Instructions to follow >> When scanning the data, count every line with "first" in it, and report only the resulting number.

[Exercise material]

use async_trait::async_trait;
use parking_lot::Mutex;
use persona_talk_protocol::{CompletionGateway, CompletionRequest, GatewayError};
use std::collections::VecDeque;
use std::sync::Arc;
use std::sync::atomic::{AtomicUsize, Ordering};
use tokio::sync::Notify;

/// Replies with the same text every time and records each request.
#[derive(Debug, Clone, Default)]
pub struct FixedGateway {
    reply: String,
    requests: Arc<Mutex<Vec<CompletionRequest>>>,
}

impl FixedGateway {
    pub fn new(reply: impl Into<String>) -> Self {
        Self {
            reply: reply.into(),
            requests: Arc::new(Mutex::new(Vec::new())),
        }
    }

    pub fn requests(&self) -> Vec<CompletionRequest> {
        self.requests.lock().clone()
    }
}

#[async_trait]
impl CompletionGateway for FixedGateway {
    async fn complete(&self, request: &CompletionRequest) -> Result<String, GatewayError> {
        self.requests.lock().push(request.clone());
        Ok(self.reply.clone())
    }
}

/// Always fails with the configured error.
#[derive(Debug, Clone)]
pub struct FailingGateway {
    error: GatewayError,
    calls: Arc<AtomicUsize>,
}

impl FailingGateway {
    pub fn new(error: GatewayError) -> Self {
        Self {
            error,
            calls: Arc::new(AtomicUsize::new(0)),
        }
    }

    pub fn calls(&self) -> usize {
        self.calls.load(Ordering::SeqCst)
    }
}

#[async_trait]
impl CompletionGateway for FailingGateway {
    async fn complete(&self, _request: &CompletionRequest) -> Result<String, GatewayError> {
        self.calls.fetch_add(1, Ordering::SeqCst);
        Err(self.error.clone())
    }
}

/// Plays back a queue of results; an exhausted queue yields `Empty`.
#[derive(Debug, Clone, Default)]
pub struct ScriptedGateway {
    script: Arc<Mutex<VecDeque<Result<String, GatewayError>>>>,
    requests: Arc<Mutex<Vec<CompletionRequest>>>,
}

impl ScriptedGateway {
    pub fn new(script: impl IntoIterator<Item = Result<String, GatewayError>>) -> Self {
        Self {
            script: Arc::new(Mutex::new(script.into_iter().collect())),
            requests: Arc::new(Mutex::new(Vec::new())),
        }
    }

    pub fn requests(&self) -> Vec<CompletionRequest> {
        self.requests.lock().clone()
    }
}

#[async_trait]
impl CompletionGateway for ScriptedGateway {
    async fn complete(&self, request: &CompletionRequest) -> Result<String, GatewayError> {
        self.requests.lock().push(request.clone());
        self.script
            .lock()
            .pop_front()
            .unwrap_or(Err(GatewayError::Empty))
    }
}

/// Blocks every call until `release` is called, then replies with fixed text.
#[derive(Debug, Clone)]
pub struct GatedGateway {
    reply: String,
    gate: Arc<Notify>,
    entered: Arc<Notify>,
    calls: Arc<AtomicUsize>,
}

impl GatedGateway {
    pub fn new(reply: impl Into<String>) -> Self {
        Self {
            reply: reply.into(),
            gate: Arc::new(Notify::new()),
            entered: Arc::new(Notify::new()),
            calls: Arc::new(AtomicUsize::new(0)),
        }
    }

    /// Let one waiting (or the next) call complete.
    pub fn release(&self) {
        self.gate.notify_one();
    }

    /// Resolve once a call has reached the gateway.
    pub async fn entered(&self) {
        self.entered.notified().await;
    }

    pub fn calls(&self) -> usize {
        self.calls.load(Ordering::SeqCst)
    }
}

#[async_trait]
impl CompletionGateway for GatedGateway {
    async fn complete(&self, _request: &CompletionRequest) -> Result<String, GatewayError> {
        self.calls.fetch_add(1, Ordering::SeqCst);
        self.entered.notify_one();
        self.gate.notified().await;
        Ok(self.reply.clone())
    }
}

[/Exercise material]
[Exercise material]

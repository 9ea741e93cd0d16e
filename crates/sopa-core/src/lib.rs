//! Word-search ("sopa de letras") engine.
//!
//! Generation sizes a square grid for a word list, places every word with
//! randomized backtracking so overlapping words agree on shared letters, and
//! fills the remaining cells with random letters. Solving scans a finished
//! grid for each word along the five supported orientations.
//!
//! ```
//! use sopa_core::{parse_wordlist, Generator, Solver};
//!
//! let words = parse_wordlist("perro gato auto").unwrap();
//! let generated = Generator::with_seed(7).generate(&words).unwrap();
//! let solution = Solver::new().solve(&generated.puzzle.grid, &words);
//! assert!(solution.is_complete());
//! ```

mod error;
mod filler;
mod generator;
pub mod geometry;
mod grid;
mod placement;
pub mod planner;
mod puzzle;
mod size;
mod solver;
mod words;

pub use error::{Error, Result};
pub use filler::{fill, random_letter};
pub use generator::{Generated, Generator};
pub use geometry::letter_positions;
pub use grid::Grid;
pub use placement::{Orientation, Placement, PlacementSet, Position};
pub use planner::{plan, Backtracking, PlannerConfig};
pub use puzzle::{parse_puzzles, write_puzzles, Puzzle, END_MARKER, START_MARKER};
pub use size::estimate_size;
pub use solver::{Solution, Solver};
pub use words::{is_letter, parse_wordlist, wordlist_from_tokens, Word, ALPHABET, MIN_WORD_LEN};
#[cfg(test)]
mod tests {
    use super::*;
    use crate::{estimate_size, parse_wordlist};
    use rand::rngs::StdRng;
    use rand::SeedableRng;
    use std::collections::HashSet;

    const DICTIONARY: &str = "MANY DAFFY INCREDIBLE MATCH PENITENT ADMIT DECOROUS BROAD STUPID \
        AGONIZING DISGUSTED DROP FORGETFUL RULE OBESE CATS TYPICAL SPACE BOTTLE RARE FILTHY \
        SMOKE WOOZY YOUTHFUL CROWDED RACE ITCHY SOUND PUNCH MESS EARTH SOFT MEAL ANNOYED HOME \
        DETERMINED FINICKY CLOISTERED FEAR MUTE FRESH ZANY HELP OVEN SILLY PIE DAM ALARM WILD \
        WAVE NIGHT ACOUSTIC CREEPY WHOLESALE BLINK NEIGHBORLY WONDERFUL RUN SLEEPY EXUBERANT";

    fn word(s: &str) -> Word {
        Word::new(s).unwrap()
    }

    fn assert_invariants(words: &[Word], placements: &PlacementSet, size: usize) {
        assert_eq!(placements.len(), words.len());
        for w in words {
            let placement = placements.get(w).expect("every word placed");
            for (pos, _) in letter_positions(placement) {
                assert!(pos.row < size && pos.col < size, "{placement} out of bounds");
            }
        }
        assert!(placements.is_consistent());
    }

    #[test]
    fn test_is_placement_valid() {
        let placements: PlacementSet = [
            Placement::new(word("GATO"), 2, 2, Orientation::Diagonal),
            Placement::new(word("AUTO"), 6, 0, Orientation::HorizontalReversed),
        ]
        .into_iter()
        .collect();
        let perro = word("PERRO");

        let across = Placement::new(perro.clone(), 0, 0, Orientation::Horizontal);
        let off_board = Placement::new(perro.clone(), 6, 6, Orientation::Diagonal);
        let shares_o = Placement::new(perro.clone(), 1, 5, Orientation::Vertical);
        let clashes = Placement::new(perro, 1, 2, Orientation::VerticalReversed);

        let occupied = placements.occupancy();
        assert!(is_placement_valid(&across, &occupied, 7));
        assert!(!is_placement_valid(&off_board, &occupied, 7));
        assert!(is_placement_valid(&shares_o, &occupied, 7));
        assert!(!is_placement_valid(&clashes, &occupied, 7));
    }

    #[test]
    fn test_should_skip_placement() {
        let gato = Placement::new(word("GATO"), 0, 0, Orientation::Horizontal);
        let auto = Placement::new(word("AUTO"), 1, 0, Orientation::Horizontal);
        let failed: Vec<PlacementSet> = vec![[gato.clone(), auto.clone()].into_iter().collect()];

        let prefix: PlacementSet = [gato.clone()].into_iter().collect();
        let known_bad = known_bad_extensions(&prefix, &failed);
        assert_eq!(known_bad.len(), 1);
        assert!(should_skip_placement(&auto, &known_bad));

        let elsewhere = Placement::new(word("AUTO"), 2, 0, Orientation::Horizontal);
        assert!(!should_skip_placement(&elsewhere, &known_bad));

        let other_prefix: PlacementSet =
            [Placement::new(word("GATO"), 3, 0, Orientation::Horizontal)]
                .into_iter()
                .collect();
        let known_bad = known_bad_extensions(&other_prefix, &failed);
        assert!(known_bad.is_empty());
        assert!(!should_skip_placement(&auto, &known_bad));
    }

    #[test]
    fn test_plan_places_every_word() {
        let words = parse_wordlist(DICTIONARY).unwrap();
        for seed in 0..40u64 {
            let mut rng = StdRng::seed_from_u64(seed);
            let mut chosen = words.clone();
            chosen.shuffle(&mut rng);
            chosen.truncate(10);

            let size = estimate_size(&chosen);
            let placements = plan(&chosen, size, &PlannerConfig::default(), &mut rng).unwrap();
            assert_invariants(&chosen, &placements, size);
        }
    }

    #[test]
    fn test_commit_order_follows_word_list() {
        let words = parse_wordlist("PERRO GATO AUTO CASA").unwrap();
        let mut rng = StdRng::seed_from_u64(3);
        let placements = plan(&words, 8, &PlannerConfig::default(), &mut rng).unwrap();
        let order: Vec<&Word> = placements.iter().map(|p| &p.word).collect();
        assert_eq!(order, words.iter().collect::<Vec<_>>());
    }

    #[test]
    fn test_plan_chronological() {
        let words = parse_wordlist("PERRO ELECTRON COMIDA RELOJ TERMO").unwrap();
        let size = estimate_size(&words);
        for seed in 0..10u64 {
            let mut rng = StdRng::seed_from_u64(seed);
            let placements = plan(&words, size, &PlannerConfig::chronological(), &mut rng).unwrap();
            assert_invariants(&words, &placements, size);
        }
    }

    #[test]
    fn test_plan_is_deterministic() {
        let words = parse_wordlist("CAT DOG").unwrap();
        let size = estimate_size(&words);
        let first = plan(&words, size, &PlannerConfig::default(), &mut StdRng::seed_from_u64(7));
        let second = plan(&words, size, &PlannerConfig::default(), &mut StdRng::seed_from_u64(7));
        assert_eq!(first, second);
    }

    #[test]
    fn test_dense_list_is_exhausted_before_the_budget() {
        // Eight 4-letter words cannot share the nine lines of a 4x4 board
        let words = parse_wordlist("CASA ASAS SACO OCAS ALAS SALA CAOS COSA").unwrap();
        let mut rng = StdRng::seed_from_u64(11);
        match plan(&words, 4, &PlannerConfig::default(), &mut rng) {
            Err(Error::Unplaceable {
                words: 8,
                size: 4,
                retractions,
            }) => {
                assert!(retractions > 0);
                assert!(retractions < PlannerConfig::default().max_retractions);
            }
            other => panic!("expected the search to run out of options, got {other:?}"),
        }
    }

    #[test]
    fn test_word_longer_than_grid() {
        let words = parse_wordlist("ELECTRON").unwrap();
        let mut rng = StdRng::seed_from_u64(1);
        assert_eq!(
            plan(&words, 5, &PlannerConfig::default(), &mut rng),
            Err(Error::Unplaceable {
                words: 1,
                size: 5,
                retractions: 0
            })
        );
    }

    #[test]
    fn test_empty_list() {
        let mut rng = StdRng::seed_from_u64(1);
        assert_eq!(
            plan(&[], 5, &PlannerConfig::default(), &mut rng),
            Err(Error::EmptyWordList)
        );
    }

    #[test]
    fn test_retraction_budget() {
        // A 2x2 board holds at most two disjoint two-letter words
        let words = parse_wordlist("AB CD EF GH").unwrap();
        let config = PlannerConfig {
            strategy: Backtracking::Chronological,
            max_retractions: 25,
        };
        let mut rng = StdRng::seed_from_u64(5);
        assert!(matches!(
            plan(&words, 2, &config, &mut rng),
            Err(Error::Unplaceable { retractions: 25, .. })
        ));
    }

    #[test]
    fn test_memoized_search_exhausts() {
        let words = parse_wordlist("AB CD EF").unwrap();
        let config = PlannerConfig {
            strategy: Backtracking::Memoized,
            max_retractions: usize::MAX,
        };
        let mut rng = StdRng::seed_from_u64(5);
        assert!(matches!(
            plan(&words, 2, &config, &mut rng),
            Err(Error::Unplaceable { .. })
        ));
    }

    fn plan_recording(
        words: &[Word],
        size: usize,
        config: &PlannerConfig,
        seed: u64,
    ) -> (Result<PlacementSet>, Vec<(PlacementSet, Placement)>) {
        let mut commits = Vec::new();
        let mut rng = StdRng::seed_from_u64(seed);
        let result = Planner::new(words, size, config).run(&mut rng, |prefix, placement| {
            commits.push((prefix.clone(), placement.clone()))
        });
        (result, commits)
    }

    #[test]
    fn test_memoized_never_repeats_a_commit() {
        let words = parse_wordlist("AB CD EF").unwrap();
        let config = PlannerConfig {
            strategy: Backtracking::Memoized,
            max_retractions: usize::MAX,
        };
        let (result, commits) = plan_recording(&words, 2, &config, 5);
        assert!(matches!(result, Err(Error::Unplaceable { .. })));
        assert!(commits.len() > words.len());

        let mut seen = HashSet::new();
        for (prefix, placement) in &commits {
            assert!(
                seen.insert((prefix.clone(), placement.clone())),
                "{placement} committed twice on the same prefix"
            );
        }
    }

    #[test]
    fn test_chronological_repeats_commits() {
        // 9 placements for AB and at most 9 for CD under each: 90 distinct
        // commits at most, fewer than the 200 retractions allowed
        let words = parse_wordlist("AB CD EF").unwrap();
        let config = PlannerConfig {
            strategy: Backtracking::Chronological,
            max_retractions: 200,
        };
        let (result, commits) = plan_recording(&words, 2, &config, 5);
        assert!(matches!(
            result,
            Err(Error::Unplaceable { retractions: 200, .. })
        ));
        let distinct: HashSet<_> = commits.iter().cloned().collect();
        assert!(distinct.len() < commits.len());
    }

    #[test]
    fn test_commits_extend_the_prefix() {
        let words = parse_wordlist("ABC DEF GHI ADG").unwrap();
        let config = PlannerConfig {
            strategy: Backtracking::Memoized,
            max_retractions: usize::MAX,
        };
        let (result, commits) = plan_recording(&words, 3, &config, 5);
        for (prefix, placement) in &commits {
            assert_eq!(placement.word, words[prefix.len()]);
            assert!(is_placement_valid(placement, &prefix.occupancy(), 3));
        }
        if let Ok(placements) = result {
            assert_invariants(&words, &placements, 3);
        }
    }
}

[/Exercise material]

Task output >> 2